-- EXERCISE DESCRIPTION --
Report every line in the records below that holds the word "info".

[[ RECORDS FOR THIS EXERCISE open ]]

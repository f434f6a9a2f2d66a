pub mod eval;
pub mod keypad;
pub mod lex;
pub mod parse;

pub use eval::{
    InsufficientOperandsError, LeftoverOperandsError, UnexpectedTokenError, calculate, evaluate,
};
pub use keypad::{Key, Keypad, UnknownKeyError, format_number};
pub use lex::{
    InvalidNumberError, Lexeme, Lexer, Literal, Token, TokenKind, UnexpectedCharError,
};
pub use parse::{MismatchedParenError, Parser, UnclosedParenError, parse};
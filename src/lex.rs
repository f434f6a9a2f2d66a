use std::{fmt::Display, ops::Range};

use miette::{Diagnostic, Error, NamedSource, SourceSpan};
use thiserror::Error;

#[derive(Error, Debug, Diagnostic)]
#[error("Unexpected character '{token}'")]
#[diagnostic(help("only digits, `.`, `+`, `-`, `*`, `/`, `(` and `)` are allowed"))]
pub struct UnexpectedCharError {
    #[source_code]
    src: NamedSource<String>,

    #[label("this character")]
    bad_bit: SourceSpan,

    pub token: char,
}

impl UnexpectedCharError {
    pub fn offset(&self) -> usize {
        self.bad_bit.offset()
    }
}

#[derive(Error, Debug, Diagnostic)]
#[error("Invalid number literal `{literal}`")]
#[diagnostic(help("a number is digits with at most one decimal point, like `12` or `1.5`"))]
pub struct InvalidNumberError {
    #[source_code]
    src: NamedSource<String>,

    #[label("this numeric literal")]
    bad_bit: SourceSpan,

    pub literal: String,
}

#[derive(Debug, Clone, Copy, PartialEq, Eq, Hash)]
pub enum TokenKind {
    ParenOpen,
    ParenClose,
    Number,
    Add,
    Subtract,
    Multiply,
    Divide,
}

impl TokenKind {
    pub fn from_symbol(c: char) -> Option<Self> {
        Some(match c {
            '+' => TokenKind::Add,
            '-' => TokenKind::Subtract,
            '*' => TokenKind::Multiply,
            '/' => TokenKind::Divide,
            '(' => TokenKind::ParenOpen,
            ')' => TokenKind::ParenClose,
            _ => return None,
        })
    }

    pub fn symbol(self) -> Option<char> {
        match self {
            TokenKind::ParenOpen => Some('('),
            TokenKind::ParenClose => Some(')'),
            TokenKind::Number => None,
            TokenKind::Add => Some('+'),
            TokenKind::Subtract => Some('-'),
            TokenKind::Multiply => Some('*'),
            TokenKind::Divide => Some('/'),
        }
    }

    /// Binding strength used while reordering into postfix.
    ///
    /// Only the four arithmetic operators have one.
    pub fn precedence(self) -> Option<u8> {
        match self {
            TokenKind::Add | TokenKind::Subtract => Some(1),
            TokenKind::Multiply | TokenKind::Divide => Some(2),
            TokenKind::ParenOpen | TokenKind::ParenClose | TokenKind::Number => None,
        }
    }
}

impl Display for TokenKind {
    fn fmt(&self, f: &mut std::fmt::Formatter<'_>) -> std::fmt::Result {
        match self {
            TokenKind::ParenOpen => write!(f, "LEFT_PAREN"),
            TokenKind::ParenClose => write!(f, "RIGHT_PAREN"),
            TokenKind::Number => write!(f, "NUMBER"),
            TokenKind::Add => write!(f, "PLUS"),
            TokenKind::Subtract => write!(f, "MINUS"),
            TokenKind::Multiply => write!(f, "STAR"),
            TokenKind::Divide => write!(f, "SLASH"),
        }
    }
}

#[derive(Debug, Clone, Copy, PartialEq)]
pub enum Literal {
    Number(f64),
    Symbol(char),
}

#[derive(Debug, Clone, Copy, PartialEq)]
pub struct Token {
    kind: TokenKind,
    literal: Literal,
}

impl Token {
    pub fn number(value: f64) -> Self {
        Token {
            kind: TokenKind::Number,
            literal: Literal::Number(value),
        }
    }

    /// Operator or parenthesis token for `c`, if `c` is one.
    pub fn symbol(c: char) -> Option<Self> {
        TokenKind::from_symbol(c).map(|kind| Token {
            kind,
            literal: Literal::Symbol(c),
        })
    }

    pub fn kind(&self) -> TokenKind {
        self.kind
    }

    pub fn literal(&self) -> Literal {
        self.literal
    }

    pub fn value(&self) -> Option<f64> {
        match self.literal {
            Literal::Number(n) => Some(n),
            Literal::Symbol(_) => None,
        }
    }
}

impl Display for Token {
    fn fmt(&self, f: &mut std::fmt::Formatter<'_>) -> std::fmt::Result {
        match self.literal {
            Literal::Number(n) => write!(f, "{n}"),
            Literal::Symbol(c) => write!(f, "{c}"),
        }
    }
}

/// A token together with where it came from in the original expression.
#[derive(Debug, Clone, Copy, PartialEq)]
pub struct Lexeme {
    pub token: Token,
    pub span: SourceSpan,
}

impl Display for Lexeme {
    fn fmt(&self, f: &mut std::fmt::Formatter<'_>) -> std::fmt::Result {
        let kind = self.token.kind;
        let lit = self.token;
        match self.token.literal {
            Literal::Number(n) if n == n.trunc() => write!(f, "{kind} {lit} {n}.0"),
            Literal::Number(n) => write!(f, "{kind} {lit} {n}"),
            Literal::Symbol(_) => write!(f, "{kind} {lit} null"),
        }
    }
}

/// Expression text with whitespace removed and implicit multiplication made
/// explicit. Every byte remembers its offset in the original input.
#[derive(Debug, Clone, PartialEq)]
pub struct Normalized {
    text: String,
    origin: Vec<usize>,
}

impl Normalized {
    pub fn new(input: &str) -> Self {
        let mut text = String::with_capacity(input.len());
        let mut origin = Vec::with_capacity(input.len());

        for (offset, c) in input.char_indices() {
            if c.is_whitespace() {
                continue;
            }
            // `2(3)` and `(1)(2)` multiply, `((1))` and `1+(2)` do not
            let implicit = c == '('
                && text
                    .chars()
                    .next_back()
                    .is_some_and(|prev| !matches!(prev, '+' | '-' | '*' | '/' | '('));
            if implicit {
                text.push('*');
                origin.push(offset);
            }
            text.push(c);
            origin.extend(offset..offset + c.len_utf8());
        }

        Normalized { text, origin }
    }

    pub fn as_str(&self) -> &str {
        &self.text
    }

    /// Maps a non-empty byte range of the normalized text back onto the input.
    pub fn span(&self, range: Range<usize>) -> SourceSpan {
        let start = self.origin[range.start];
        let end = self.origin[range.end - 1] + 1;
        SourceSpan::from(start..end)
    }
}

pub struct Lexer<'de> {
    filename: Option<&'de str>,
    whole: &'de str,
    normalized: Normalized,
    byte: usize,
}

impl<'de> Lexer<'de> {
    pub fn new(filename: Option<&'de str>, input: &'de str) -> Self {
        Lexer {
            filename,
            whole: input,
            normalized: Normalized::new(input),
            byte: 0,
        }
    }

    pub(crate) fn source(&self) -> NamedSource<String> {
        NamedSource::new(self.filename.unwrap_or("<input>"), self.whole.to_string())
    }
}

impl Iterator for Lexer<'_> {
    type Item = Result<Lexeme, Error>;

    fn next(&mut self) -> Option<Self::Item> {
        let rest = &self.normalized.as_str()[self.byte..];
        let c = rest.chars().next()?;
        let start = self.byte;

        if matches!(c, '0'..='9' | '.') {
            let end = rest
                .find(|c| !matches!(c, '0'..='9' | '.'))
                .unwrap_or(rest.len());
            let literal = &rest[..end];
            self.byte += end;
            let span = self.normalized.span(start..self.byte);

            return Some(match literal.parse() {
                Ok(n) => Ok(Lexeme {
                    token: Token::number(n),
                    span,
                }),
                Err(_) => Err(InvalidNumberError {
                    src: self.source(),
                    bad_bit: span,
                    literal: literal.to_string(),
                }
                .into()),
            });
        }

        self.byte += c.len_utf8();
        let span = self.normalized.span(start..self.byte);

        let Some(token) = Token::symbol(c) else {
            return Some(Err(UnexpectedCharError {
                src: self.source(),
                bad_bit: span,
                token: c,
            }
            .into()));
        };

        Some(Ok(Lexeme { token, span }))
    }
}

[[ RECORDS FOR THIS EXERCISE closed ]]
[[ RECORDS FOR THIS EXERCISE open ]]

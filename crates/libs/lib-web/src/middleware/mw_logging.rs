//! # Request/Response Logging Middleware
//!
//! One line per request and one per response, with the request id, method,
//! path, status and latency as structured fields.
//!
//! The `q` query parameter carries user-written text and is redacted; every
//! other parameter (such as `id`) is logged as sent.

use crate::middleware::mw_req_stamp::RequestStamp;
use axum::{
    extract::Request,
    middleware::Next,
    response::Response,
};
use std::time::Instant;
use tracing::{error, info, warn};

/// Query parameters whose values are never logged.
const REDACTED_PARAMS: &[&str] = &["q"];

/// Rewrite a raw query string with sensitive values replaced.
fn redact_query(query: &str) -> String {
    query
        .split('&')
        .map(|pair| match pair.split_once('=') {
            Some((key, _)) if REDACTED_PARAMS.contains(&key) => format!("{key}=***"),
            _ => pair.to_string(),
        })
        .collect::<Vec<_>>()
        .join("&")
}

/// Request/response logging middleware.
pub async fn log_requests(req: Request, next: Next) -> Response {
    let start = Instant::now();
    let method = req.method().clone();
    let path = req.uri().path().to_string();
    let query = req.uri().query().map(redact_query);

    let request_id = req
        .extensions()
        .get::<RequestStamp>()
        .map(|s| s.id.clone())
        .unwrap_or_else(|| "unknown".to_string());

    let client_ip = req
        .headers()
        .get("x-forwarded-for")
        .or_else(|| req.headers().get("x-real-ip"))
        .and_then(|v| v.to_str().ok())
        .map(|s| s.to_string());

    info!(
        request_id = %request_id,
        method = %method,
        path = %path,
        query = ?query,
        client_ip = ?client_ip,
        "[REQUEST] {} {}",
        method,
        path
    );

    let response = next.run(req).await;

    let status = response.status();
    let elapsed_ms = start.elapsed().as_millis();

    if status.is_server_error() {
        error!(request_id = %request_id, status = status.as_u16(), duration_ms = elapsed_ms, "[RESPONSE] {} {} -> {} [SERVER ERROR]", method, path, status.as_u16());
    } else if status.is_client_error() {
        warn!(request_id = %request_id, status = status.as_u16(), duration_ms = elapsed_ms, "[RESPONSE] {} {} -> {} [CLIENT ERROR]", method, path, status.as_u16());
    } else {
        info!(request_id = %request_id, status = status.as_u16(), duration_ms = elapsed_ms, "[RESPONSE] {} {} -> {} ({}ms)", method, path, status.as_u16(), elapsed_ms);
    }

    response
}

[[ RECORDS FOR THIS EXERCISE closed ]]

-- OUTPUT OF THE TASK --
use tracing::{error, info, warn};
    info!(
        info!(request_id = %request_id, status = status.as_u16(), duration_ms = elapsed_ms, "[RESPONSE] {} {} -> {} ({}ms)", method, path, status.as_u16(), elapsed_ms);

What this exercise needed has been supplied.